Looking at each line of the data below, tally those that contain the word "frequencies" and give only the total.

## Material to process:

* * *

mod common;

use std::path::PathBuf;

use approx::assert_relative_eq;
use common::{build_fits, image_header, radio_keywords, write_test_fits};
use radioflux_core::config::FluxConfig;
use radioflux_core::error::RadioError;
use radioflux_core::flux::{flux_for_files, measure_file, FluxRecord, FluxRequest};
use radioflux_core::io::HeaderValue;
use radioflux_core::resolve::{beam_area, ConstructionMode};

const MODE: ConstructionMode = ConstructionMode::Quiet;

/// 8x8 map, 0.001 deg pixels, 10-pixel circular beam at 1.4 GHz.
fn continuum_fits(values: &[f32]) -> tempfile::NamedTempFile {
    let mut keys = radio_keywords(0.001, 10.0);
    keys.push(("RESTFRQ", HeaderValue::from(1.4e9)));
    let header = image_header(&[8, 8], &keys);
    write_test_fits(&build_fits(&header, values))
}

fn config(foreground: &str) -> FluxConfig {
    FluxConfig {
        foreground: foreground.to_string(),
        ..FluxConfig::default()
    }
}

fn request(config: &FluxConfig) -> FluxRequest {
    FluxRequest::from_config(config, MODE).unwrap()
}

#[test]
fn test_full_frame_flux() {
    let file = continuum_fits(&[1.0; 64]);
    let measurement = measure_file(file.path(), &request(&config("box(4.5,4.5,8,8)"))).unwrap();

    assert_relative_eq!(measurement.map.beam_major_pixels(), 10.0, epsilon = 1e-9);
    assert_relative_eq!(measurement.map.beam_area_pixels(), 113.3090, epsilon = 1e-4);
    assert!(measurement.background.is_none());

    let record = &measurement.records[0];
    assert_eq!(record.label, None);
    assert_eq!(record.pixel_count, 64);
    assert_eq!(record.channels.len(), 1);
    let channel = &record.channels[0];
    assert_eq!(channel.frequency, 1.4e9);
    assert_relative_eq!(channel.flux, 64.0 / beam_area(10.0, 10.0), epsilon = 1e-9);
    assert_eq!(channel.error, None);
}

#[test]
fn test_background_noise_and_subtraction() {
    // Left half alternates 0/2 (mean 1, rms 1), right half is 5.
    let values: Vec<f32> = (0..64)
        .map(|i| {
            let (row, col) = (i / 8, i % 8);
            if col < 4 {
                if (row + col) % 2 == 0 {
                    0.0
                } else {
                    2.0
                }
            } else {
                5.0
            }
        })
        .collect();
    let file = continuum_fits(&values);
    let config = FluxConfig {
        foreground: "box(6.5,4.5,4,8)".into(),
        background: Some("box(2.5,4.5,4,8)".into()),
        subtract_background: true,
        ..FluxConfig::default()
    };
    let measurement = measure_file(file.path(), &request(&config)).unwrap();

    let bg = measurement.background.as_ref().unwrap();
    assert_eq!(bg.pixel_count, 32);
    assert_relative_eq!(bg.mean[0], 1.0, epsilon = 1e-12);
    assert_relative_eq!(bg.rms[0], 1.0, epsilon = 1e-12);

    let area = beam_area(10.0, 10.0);
    let channel = &measurement.records[0].channels[0];
    assert_relative_eq!(channel.flux, 32.0 * 4.0 / area, epsilon = 1e-9);
    assert_relative_eq!(channel.mean, 4.0, epsilon = 1e-12);
    let error = channel.error.unwrap();
    assert_relative_eq!(error, (32.0 / area).sqrt(), epsilon = 1e-9);
}

#[test]
fn test_individual_regions_are_labelled() {
    let file = continuum_fits(&[1.0; 64]);
    let config = FluxConfig {
        foreground: "box(2.5,2.5,4,4)\nbox(6.5,6.5,4,4)\n-circle(7,7,0.5)".into(),
        individual: true,
        ..FluxConfig::default()
    };
    let measurement = measure_file(file.path(), &request(&config)).unwrap();
    let labels: Vec<Option<usize>> = measurement.records.iter().map(|r| r.label).collect();
    assert_eq!(labels, vec![Some(1), Some(2)]);
    assert_eq!(measurement.records[0].pixel_count, 16);
    assert_eq!(measurement.records[1].pixel_count, 15);
}

#[test]
fn test_cube_reports_every_channel() {
    let mut keys = radio_keywords(0.001, 10.0);
    keys.extend([
        ("CTYPE3", HeaderValue::from("FREQ")),
        ("CRVAL3", HeaderValue::from(1.0e9)),
        ("CDELT3", HeaderValue::from(5.0e8)),
        ("CTYPE4", HeaderValue::from("STOKES")),
    ]);
    let header = image_header(&[2, 2, 3, 1], &keys);
    let values: Vec<f32> = (0..12).map(|i| (i / 4) as f32).collect();
    let file = write_test_fits(&build_fits(&header, &values));

    let measurement = measure_file(file.path(), &request(&config("box(1.5,1.5,2,2)"))).unwrap();
    let record = &measurement.records[0];
    let frequencies: Vec<f64> = record.channels.iter().map(|c| c.frequency).collect();
    assert_eq!(frequencies, vec![1.0e9, 1.5e9, 2.0e9]);
    let area = beam_area(10.0, 10.0);
    for (i, channel) in record.channels.iter().enumerate() {
        assert_relative_eq!(channel.flux, 4.0 * i as f64 / area, epsilon = 1e-9);
    }
}

#[test]
fn test_batch_stops_on_first_failure() {
    let good = continuum_fits(&[1.0; 64]);
    let missing = PathBuf::from("/nonexistent/radioflux/missing.fits");
    let files = vec![good.path().to_path_buf(), missing.clone(), good.path().to_path_buf()];

    let mut seen: Vec<FluxRecord> = Vec::new();
    let result = flux_for_files(&files, &request(&config("box(4.5,4.5,8,8)")), |r| {
        seen.push(r.clone())
    });
    match result {
        Err(RadioError::File { path, .. }) => assert_eq!(path, missing),
        other => panic!("expected a file error, got {other:?}"),
    }
    assert_eq!(seen.len(), 1);
}

#[test]
fn test_batch_keep_going() {
    let good = continuum_fits(&[1.0; 64]);
    let missing = PathBuf::from("/nonexistent/radioflux/missing.fits");
    let files = vec![good.path().to_path_buf(), missing, good.path().to_path_buf()];
    let config = FluxConfig {
        foreground: "box(4.5,4.5,8,8)".into(),
        keep_going: true,
        ..FluxConfig::default()
    };

    let mut count = 0;
    let summary = flux_for_files(&files, &request(&config), |_| count += 1).unwrap();
    assert_eq!(summary.processed, 2);
    assert_eq!(summary.failed, 1);
    assert_eq!(count, 2);
}

#[test]
fn test_request_validation_happens_before_io() {
    assert!(matches!(
        FluxRequest::from_config(&config(""), MODE),
        Err(RadioError::RegionParse(_))
    ));

    let subtract_without_background = FluxConfig {
        foreground: "circle(1,1,1)".into(),
        subtract_background: true,
        ..FluxConfig::default()
    };
    assert!(matches!(
        FluxRequest::from_config(&subtract_without_background, MODE),
        Err(RadioError::BackgroundRequired)
    ));
}

#[test]
fn test_beamless_file_is_an_error() {
    let header = image_header(&[2, 2], &[("CDELT1", (-0.001).into()), ("CDELT2", 0.001.into())]);
    let file = write_test_fits(&build_fits(&header, &[1.0; 4]));
    assert!(matches!(
        measure_file(file.path(), &request(&config("circle(1,1,1)"))),
        Err(RadioError::BeamNotFound)
    ));
}

#[test]
fn test_config_toml() {
    let parsed: FluxConfig = toml::from_str(
        r#"
        foreground = "source.reg"
        background = "sky.reg"
        subtract_background = true
        "#,
    )
    .unwrap();
    assert_eq!(parsed.foreground, "source.reg");
    assert_eq!(parsed.background.as_deref(), Some("sky.reg"));
    assert!(parsed.subtract_background);
    assert!(!parsed.individual);
    assert!(!parsed.keep_going);

    let defaults: FluxConfig = toml::from_str("").unwrap();
    assert_eq!(defaults, FluxConfig::default());
    assert_eq!(defaults.foreground, "ds9.reg");

    let text = toml::to_string_pretty(&parsed).unwrap();
    assert_eq!(toml::from_str::<FluxConfig>(&text).unwrap(), parsed);
}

* * *

## Answer:
2